A lista VIP era um tema incontornável do debate quinzenal desta quarta-feira, depois de, na última vez que esteve no Parlamento, o primeiro-ministro ter negado a sua existência. Veio a provar-se que sempre havia lista - e a Comissão Nacional de Proteção de Dados ainda ontem confirmou - mas Passos Coelho continua a descartar responsabilidades por parte do Governo,mas reconhece a gravidade do caso e prometeu atuar já.

Admitindo, primeiro, que «informação fiscal devassada é um problema grave» tal como é «grave» a existência de lista, explicou, no entanto, que quer perceber «quem é que sugeriu, quem é que executou qualquer experiência de filtro».

«Quando tivermos essa informação toda, não deixaremos de atuar. Face ao que a Comissão Nacional de Proteção de Dados [apurou], não deixaremos de atuar já. Qualquer indício de crime que possa existir aqui é sobre não o procedimento em si, mas sobre se foi violada a confidencialidade. Não me causa incómodo nenhum que a Procuradoria-Geral da República investigue» e o Governo colaborará. 

Em resposta a Jerónimo de Sousa, que considerou «inaceitável» existir um «regime de privilégios», com os dados fiscais «à mercê de empresas privadas», Passos Coelho concordou, mas manteve, ainda assim, a sua posição de que o Executivo não tem responsabilidades no que aconteceu. Também a Ferro Rodrigues, do PS, o chefe de Governo já tinha dito o mesmo:

«Não houve nenhuma instrução do Governo nesse sentido e o Governo não pode ser responsabilizado por algo que não foi gerado por uma instrução sua»


O primeiro-ministro defendeu, ainda, que a «credibilidade» da Autoridade Tributária deve ser «preservada», porque não são os atos de algumas pessoas que podem falar pela instituição no seu todo.

Foi o líder da bancada parlamentar do PS, Ferro Rodrigues, quem introduziu o tema da lista VIP no debate, criticando a forma como o caso foi gerido pelo executivo:

«Nunca houve tanta partidarização da Administração Pública como hoje»


O chefe de Governo respondeu, deixando um recado aos socialistas, sem citar nomes: « Há pelo menos uma pessoa na sua bancada que é deputado e que enquanto for deputado não vai assumir o lugar de direção para o qual foi escolhido».

Passos Coelho garantiu, ainda, que o seu executivo vai analisar os dados da Comissão de Proteção de Dados, que especificou que a lista esteve ativa durante quatro meses. O chefe de Governo prometeu tirar as devidas ilações, reafirmando que não deu «instrução» nem «conforto» a este tipo de procedimentos.

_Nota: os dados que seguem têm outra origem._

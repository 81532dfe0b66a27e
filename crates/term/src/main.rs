#![cfg_attr(test, allow(unused_crate_dependencies))]
//! Vellum terminal driver.
//!
//! Loads one artifact file into an editing session, reads commands from
//! stdin, persists stabilized content to a directory store, and optionally
//! writes the sandboxed preview to a host page.

mod cli;
mod preview_file;
mod repl;

use std::sync::Arc;

use anyhow::Context;
use clap::Parser;
use cli::Cli;
use preview_file::FilePreviewSandbox;
use tokio::io::BufReader;
use tracing::info;
use vellum_editor::{
	ArtifactStore, BufferController, EditorSession, EngineConfig, FileStore, HeadlessSandbox,
	PreviewSandbox,
};
use vellum_primitives::{Artifact, ResourceHandle};

#[tokio::main(flavor = "current_thread")]
async fn main() -> anyhow::Result<()> {
	let cli = Cli::parse();

	setup_tracing(cli.verbose);

	let config = match &cli.config {
		Some(path) => EngineConfig::load(path)
			.with_context(|| format!("loading config {}", path.display()))?,
		None => EngineConfig::default(),
	};

	let content = tokio::fs::read_to_string(&cli.file)
		.await
		.with_context(|| format!("reading {}", cli.file.display()))?;
	let artifact = Artifact::new(cli.artifact_name(), content)
		.with_reference(ResourceHandle::new(cli.file.display().to_string()));

	let store = Arc::new(FileStore::new(cli.store_dir()));
	store.ensure_dir().await?;

	let sandbox: Box<dyn PreviewSandbox> = match &cli.preview {
		Some(path) => Box::new(FilePreviewSandbox::new(path)),
		None => Box::new(HeadlessSandbox::new()),
	};

	info!(
		file = %cli.file.display(),
		store = %store.dir().display(),
		preview_delay = ?config.preview_delay,
		snapshot_delay = ?config.snapshot_delay,
		"vellum.start"
	);

	let controller = BufferController::new(config, store.clone(), sandbox);
	let (session, handle) = EditorSession::new(controller);
	let task = tokio::spawn(session.run());

	handle.load(artifact)?;
	repl::run(&handle, BufReader::new(tokio::io::stdin()), tokio::io::stdout()).await?;

	handle.shutdown()?;
	let controller = task.await?;

	// Queued writes finish before the final buffer is written behind them.
	controller.flush_persistence().await;
	if let Some(artifact) = controller.export_buffer() {
		let path = store.record_path(artifact.id);
		store.persist(artifact).await?;
		info!(path = %path.display(), "vellum.flush");
	}

	Ok(())
}

fn setup_tracing(verbose: bool) {
	use tracing_subscriber::EnvFilter;

	let filter = EnvFilter::try_from_default_env().unwrap_or_else(|_| {
		if verbose {
			EnvFilter::new("vellum_editor=trace,vellum_term=debug,info")
		} else {
			EnvFilter::new("warn")
		}
	});

	tracing_subscriber::fmt()
		.with_env_filter(filter)
		.with_writer(std::io::stderr)
		.with_target(true)
		.init();
}
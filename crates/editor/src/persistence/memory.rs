use std::collections::HashMap;
use std::sync::atomic::{AtomicBool, Ordering};

use async_trait::async_trait;
use parking_lot::Mutex;
use vellum_primitives::{Artifact, ArtifactId};

use super::ArtifactStore;
use crate::error::PersistError;

/// In-process store keyed by artifact ID.
///
/// Keeps every call in order so embedders and tests can observe exactly what
/// the engine emitted.
#[derive(Debug, Default)]
pub struct MemoryStore {
	records: Mutex<HashMap<ArtifactId, Artifact>>,
	calls: Mutex<Vec<Artifact>>,
	rejecting: AtomicBool,
}

impl MemoryStore {
	pub fn new() -> Self {
		Self::default()
	}

	/// Seeds a record without counting it as a call.
	pub fn insert(&self, artifact: Artifact) {
		self.records.lock().insert(artifact.id, artifact);
	}

	pub fn get(&self, id: ArtifactId) -> Option<Artifact> {
		self.records.lock().get(&id).cloned()
	}

	/// Every artifact handed to [`ArtifactStore::persist`], oldest first.
	pub fn calls(&self) -> Vec<Artifact> {
		self.calls.lock().clone()
	}

	pub fn call_count(&self) -> usize {
		self.calls.lock().len()
	}

	/// Makes subsequent calls fail with [`PersistError::Rejected`].
	pub fn set_rejecting(&self, rejecting: bool) {
		self.rejecting.store(rejecting, Ordering::Relaxed);
	}
}

#[async_trait]
impl ArtifactStore for MemoryStore {
	async fn persist(&self, artifact: Artifact) -> Result<(), PersistError> {
		self.calls.lock().push(artifact.clone());
		if self.rejecting.load(Ordering::Relaxed) {
			return Err(PersistError::Rejected {
				id: artifact.id,
				reason: "store is read-only".into(),
			});
		}
		self.records.lock().insert(artifact.id, artifact);
		Ok(())
	}
}
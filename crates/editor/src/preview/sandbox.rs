use std::sync::Arc;

use parking_lot::Mutex;

use super::{PreviewDocument, PreviewKey};

/// Isolated execution context hosting previewed content.
///
/// `mount` is only called after any previous context was torn down.
pub trait PreviewSandbox: Send + Sync {
	/// Instantiates a fresh context for `document`.
	fn mount(&mut self, document: &PreviewDocument);

	/// Destroys the current context and all of its execution state.
	fn teardown(&mut self);
}

#[derive(Debug, Default)]
struct HeadlessState {
	current: Option<PreviewDocument>,
	mounts: u64,
	teardowns: u64,
}

/// Sandbox that executes nothing and records what it was asked to show.
///
/// Clones share state, so a caller can keep one handle for inspection and
/// give another to the renderer.
#[derive(Debug, Clone, Default)]
pub struct HeadlessSandbox {
	state: Arc<Mutex<HeadlessState>>,
}

impl HeadlessSandbox {
	pub fn new() -> Self {
		Self::default()
	}

	/// Content of the mounted context, if any.
	pub fn mounted_content(&self) -> Option<String> {
		self.state.lock().current.as_ref().map(|doc| doc.content.clone())
	}

	pub fn mounted_key(&self) -> Option<PreviewKey> {
		self.state.lock().current.as_ref().map(|doc| doc.key)
	}

	pub fn mount_count(&self) -> u64 {
		self.state.lock().mounts
	}

	pub fn teardown_count(&self) -> u64 {
		self.state.lock().teardowns
	}
}

impl PreviewSandbox for HeadlessSandbox {
	fn mount(&mut self, document: &PreviewDocument) {
		let mut state = self.state.lock();
		state.current = Some(document.clone());
		state.mounts += 1;
	}

	fn teardown(&mut self) {
		let mut state = self.state.lock();
		state.current = None;
		state.teardowns += 1;
	}
}
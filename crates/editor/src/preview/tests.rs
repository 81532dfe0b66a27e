use std::sync::Arc;

use pretty_assertions::assert_eq;

use super::*;

fn renderer() -> (PreviewRenderer, HeadlessSandbox, Arc<EngineMetrics>) {
	let sandbox = HeadlessSandbox::new();
	let metrics = Arc::new(EngineMetrics::new());
	let renderer = PreviewRenderer::new(Box::new(sandbox.clone()), metrics.clone());
	(renderer, sandbox, metrics)
}

#[test]
fn identical_content_keeps_context() {
	let (mut renderer, sandbox, metrics) = renderer();

	assert_eq!(renderer.render("<p>a</p>"), RenderOutcome::Mounted);
	assert_eq!(renderer.render("<p>a</p>"), RenderOutcome::Unchanged);

	assert_eq!(sandbox.mount_count(), 1);
	assert_eq!(sandbox.teardown_count(), 0);
	assert_eq!(metrics.preview_mount_count(), 1);
}

#[test]
fn changed_content_remounts_fresh_context() {
	let (mut renderer, sandbox, _) = renderer();

	renderer.render("<script>let n = 1</script>");
	assert_eq!(renderer.render("<script>let n = 2</script>"), RenderOutcome::Mounted);

	assert_eq!(sandbox.mount_count(), 2);
	assert_eq!(sandbox.teardown_count(), 1);
	assert_eq!(sandbox.mounted_content().as_deref(), Some("<script>let n = 2</script>"));
	assert_eq!(renderer.mounted_key(), sandbox.mounted_key());
}

#[test]
fn same_length_edit_still_remounts() {
	let (mut renderer, sandbox, _) = renderer();

	renderer.render("abc");
	assert_eq!(renderer.render("abd"), RenderOutcome::Mounted);
	assert_eq!(sandbox.mount_count(), 2);
}

#[test]
fn clear_tears_down_once() {
	let (mut renderer, sandbox, _) = renderer();

	renderer.render("x");
	renderer.clear();
	renderer.clear();

	assert_eq!(sandbox.teardown_count(), 1);
	assert_eq!(sandbox.mounted_content(), None);
	assert_eq!(renderer.render("x"), RenderOutcome::Mounted);
}

#[test]
fn preview_policy_never_grants_same_origin() {
	let attribute = SandboxPolicy::PREVIEW.attribute();
	assert_eq!(attribute, "allow-scripts allow-forms allow-popups allow-modals");
	assert!(!attribute.contains("same-origin"));

	assert_eq!(SandboxPolicy::SCRIPTS.attribute(), "allow-scripts");
	assert_eq!(SandboxPolicy::empty().attribute(), "");
}

#[test]
fn host_html_escapes_content_into_srcdoc() {
	let document = PreviewDocument::new("<a href=\"x\">Q&A</a>", SandboxPolicy::SCRIPTS | SandboxPolicy::MODALS);
	let html = document.host_html();

	assert!(html.contains("sandbox=\"allow-scripts allow-modals\""));
	assert!(html.contains("srcdoc=\"&lt;a href=&quot;x&quot;&gt;Q&amp;A&lt;/a&gt;\""));
	assert!(!html.contains("<a href"));
}

#[test]
fn key_tracks_content() {
	assert_eq!(PreviewKey::of("abc"), PreviewKey::of("abc"));
	assert_ne!(PreviewKey::of("abc"), PreviewKey::of("abd"));
	assert!(PreviewKey::of("").is_empty());
	assert_eq!(PreviewKey::of("abc").len(), 3);
}
//! Runtime metrics for observability.
//!
//! This module provides [`EngineMetrics`] for tracking persistence, history,
//! preview, and timer statistics. Counters are shared through an `Arc` so
//! spawned persistence tasks can report failures.

use std::sync::atomic::{AtomicU64, Ordering};

/// Runtime counters for one engine instance.
///
/// All counters use relaxed ordering - exact interleaving isn't critical,
/// but totals should be visible.
#[derive(Debug, Default)]
pub struct EngineMetrics {
	/// Total persistence calls handed to the store.
	pub persists_emitted: AtomicU64,
	/// Total persistence calls the store reported as failed.
	pub persist_failures: AtomicU64,
	/// Total snapshots pushed onto a history stack.
	pub snapshots_pushed: AtomicU64,
	/// Total sandbox contexts mounted by the preview renderer.
	pub preview_mounts: AtomicU64,
	/// Total timer firings discarded as stale.
	pub stale_firings: AtomicU64,
}

impl EngineMetrics {
	/// Creates a new metrics instance.
	pub fn new() -> Self {
		Self::default()
	}

	pub fn inc_persist(&self) {
		self.persists_emitted.fetch_add(1, Ordering::Relaxed);
	}

	pub fn inc_persist_failure(&self) {
		self.persist_failures.fetch_add(1, Ordering::Relaxed);
	}

	pub fn inc_snapshot(&self) {
		self.snapshots_pushed.fetch_add(1, Ordering::Relaxed);
	}

	pub fn inc_preview_mount(&self) {
		self.preview_mounts.fetch_add(1, Ordering::Relaxed);
	}

	pub fn inc_stale_firing(&self) {
		self.stale_firings.fetch_add(1, Ordering::Relaxed);
	}

	/// Returns the current persistence call count.
	pub fn persist_count(&self) -> u64 {
		self.persists_emitted.load(Ordering::Relaxed)
	}

	/// Returns the current persistence failure count.
	pub fn persist_failure_count(&self) -> u64 {
		self.persist_failures.load(Ordering::Relaxed)
	}

	/// Returns the current snapshot push count.
	pub fn snapshot_count(&self) -> u64 {
		self.snapshots_pushed.load(Ordering::Relaxed)
	}

	/// Returns the current preview mount count.
	pub fn preview_mount_count(&self) -> u64 {
		self.preview_mounts.load(Ordering::Relaxed)
	}

	/// Returns the current stale firing count.
	pub fn stale_firing_count(&self) -> u64 {
		self.stale_firings.load(Ordering::Relaxed)
	}

	/// Emits a summary event at debug level.
	pub fn log_summary(&self) {
		tracing::debug!(
			persists = self.persist_count(),
			persist_failures = self.persist_failure_count(),
			snapshots = self.snapshot_count(),
			preview_mounts = self.preview_mount_count(),
			stale_firings = self.stale_firing_count(),
			"metrics.summary"
		);
	}
}
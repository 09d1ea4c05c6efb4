//! Catalog fixtures

use rustc_hash::FxHashMap;
use rusty_money::Money;
use serde::Deserialize;

use crate::{
    catalog::{CatalogSnapshot, CategoryId, Product, ProductId},
    fixtures::{FixtureError, parse_price},
};

/// Catalog section of a fixture document.
#[derive(Debug, Deserialize)]
pub struct CatalogFixture {
    /// Map of product id to product definition.
    pub products: FxHashMap<String, ProductFixture>,
}

/// One product definition.
#[derive(Debug, Deserialize)]
pub struct ProductFixture {
    /// Selling price (e.g. `"299 INR"`).
    pub price: String,

    /// Optional struck-through MRP.
    pub mrp: Option<String>,

    /// Units in stock.
    #[serde(default)]
    pub stock: u32,

    /// Optional category id.
    pub category: Option<String>,
}

impl CatalogFixture {
    /// Build the catalog snapshot.
    ///
    /// # Errors
    ///
    /// Returns a [`FixtureError`] when a price does not parse.
    pub fn build(self) -> Result<CatalogSnapshot<'static>, FixtureError> {
        let mut snapshot = CatalogSnapshot::new();

        for (id, fixture) in self.products {
            let (price_minor, currency) = parse_price(&fixture.price)?;
            let mut product = Product::new(Money::from_minor(price_minor, currency), fixture.stock);

            if let Some(mrp) = &fixture.mrp {
                let (mrp_minor, mrp_currency) = parse_price(mrp)?;
                product = product.with_mrp(Money::from_minor(mrp_minor, mrp_currency));
            }

            if let Some(category) = fixture.category {
                product = product.with_category(CategoryId::new(category));
            }

            snapshot.insert(ProductId::new(id), product);
        }

        Ok(snapshot)
    }
}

«Sempre gostei que as pessoas assumissem as suas responsabilidades», afirmou, garantindo que se o executivo tivesse responsabilidades no caso, as assumiria.

Outros temas do debate

O primeiro-ministro recusou que os números do desemprego (a taxa aumentou para 14,1% em fevereiro) causem «embaraço» no Governo e deu um puxão de orelhas ao INE, por não ter fundamentado, ainda, a revisão em alta. 

Ainda a este propósito, reconheceu que a taxa de desemprego entre os jovens é ainda muito elevada (35%), mas afirmou que eles «têm hoje mais oportunidades»

Um episódio que marcou o primeiro debate parlamentar de abril foi o comentário de Passos Coelho quando foi interrompido por João Galamba, ao questionar quem era o «deputado excitado» que estava a falar a partir das bancadas, sem ser a sua vez. 

Este confronto político surgiu no dia em que António Costa anunciou oficialmente a sua saída da câmara de Lisboa para se dedicar, em exclusivo, ao PS e à corrida para as legislativas. Este assunto foi abordado, logo à cabeça, pelo primeiro-ministro, com ironia, e deu azo a uma resposta pronta do líder parlamentar socialista, Ferro Rodrigues.